[Data Boundary: Start]

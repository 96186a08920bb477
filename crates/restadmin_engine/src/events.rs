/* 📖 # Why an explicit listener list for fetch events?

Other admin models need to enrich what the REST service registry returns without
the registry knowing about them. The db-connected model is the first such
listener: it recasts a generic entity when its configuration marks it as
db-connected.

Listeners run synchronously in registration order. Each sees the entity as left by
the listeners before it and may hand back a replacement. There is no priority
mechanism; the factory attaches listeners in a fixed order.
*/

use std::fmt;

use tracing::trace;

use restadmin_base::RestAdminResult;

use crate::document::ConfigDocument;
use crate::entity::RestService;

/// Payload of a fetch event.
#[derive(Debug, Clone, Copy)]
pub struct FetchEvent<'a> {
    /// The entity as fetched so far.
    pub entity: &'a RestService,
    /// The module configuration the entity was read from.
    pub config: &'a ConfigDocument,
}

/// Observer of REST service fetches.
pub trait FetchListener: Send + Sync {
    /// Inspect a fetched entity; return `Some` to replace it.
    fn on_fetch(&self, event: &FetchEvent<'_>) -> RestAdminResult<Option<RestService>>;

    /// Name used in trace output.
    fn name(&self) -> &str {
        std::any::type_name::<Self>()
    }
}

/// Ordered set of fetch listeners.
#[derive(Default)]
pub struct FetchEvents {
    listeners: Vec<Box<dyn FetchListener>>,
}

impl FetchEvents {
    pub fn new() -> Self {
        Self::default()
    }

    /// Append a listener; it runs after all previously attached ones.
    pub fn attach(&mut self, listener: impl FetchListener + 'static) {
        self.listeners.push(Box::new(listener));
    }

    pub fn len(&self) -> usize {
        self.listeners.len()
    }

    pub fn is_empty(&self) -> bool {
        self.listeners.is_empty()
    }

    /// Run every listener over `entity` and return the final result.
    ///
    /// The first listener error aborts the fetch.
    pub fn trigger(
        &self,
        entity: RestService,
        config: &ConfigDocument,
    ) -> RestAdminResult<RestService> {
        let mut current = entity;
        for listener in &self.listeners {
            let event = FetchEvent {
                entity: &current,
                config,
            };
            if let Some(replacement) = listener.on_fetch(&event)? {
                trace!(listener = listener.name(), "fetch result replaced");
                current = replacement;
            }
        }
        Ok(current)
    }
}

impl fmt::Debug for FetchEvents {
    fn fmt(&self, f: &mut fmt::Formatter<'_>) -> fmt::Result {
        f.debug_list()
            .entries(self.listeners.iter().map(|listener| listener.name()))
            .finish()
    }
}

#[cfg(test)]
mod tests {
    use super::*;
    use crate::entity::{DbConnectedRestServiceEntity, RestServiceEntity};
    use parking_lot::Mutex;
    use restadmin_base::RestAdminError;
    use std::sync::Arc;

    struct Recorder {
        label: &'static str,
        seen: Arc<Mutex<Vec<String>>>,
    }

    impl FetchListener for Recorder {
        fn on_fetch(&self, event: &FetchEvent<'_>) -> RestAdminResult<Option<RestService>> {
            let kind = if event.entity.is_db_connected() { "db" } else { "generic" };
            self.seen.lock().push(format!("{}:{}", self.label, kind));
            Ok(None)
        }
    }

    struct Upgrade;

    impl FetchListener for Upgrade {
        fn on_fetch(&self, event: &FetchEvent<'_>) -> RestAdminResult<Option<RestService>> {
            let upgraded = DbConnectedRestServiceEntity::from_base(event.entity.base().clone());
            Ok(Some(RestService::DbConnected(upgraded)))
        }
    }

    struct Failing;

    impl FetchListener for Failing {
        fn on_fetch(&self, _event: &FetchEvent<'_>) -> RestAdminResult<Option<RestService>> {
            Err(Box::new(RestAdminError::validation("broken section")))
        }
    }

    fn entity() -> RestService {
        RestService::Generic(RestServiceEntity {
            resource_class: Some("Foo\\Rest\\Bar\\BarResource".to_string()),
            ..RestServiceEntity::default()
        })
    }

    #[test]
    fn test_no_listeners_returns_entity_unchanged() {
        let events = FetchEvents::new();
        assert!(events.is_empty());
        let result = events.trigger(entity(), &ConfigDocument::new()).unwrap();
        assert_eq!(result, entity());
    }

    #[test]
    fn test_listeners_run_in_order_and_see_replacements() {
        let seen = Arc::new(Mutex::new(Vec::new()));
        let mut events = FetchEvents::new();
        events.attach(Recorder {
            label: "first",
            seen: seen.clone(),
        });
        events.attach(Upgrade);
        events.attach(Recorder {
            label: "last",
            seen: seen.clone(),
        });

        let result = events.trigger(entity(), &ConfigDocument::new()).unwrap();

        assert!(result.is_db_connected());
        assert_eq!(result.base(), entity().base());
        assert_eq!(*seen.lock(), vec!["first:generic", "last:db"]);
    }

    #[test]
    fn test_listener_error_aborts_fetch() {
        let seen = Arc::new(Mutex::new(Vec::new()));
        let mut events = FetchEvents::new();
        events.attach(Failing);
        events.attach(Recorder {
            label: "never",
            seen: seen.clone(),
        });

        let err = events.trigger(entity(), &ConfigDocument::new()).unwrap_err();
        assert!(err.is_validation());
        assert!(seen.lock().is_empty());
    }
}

[Data Boundary: End]

What is required: Whenever the word "struct" appears in a line of the data above, that line counts. Say how many lines count, and nothing more.

Answer for the task: 5